__Problem to solve__
When you reach the line containing "pub fn client_id(mut" in the entries below, start writing out each line exactly, and stop after the line containing "pub fn max_lifetime(mut".

===== Provided data

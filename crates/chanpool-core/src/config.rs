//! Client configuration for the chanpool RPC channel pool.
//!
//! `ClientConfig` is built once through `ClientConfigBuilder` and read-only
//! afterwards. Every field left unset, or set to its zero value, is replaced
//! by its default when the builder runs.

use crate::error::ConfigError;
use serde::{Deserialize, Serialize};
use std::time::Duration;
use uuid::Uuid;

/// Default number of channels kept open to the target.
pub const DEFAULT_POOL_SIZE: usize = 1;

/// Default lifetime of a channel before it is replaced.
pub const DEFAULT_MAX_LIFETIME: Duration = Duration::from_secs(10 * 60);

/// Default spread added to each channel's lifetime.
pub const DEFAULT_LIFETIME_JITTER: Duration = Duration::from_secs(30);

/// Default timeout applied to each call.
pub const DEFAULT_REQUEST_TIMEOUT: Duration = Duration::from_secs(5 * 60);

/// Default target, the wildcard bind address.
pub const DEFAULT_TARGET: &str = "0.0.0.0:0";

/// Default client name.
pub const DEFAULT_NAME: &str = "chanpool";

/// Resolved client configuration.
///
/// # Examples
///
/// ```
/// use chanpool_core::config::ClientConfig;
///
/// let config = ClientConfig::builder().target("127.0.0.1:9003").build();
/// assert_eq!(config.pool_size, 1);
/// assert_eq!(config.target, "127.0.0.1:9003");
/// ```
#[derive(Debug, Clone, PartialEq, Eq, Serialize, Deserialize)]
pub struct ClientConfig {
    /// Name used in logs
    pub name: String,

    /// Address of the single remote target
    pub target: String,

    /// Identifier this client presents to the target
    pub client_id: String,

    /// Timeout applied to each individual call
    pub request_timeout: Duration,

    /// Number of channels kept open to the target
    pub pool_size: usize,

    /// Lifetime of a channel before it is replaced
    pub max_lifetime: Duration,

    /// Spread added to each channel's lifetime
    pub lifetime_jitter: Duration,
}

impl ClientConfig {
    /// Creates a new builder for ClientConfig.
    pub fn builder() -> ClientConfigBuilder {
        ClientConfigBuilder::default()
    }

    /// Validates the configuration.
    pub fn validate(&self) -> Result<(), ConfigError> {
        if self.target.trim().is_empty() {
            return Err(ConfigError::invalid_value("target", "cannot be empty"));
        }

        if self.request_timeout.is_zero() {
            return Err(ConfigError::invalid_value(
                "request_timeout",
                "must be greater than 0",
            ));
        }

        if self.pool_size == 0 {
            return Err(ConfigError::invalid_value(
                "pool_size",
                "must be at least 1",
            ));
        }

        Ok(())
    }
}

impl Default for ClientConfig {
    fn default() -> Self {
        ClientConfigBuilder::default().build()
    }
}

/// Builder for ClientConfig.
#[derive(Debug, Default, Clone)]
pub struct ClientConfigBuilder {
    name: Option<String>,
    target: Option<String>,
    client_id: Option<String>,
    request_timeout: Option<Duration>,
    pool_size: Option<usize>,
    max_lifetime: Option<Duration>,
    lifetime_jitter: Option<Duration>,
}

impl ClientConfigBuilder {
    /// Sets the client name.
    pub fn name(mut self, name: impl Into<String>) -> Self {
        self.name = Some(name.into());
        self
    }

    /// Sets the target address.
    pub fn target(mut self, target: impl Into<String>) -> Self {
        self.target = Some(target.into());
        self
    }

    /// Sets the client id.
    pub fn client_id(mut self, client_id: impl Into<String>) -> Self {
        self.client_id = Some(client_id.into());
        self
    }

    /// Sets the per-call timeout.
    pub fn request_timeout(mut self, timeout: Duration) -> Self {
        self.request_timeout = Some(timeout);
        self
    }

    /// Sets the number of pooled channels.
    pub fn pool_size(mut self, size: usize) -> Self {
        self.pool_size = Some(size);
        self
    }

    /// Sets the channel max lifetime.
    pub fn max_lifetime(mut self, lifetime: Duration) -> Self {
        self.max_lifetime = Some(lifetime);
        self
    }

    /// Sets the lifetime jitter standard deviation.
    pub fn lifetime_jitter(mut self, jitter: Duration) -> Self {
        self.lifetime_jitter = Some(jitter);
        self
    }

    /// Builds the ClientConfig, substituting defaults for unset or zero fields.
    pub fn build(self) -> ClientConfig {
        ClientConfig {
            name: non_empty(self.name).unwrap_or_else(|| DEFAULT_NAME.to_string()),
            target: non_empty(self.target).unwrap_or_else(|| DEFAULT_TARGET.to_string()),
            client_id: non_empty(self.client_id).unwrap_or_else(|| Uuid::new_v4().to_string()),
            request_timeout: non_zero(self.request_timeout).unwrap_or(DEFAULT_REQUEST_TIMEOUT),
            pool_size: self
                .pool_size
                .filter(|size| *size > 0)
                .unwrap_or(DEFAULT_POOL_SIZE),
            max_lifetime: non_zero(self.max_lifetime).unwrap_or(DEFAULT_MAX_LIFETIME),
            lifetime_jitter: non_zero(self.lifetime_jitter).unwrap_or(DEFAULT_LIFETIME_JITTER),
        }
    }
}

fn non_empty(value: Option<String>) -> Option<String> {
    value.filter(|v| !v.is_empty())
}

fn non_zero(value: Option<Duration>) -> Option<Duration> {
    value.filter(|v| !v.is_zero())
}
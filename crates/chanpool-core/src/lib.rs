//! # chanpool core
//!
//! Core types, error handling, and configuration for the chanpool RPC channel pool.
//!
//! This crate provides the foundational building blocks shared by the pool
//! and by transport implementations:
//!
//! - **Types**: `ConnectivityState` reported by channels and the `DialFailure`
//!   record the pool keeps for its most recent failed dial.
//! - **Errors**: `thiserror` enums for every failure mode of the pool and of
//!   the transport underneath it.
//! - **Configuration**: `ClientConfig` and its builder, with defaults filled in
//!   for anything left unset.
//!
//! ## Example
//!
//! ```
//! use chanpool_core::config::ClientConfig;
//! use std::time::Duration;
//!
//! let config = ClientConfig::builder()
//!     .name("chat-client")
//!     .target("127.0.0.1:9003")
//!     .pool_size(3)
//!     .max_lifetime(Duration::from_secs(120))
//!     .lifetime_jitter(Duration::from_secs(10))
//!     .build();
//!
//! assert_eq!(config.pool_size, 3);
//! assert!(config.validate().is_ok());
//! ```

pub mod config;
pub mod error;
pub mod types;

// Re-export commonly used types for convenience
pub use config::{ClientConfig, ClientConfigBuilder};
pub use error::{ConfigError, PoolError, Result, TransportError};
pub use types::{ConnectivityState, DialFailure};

==========

__Finished exercise__
    pub fn client_id(mut self, client_id: impl Into<String>) -> Self {
        self.client_id = Some(client_id.into());
        self
    }

    /// Sets the per-call timeout.
    pub fn request_timeout(mut self, timeout: Duration) -> Self {
        self.request_timeout = Some(timeout);
        self
    }

    /// Sets the number of pooled channels.
    pub fn pool_size(mut self, size: usize) -> Self {
        self.pool_size = Some(size);
        self
    }

    /// Sets the channel max lifetime.
    pub fn max_lifetime(mut self, lifetime: Duration) -> Self {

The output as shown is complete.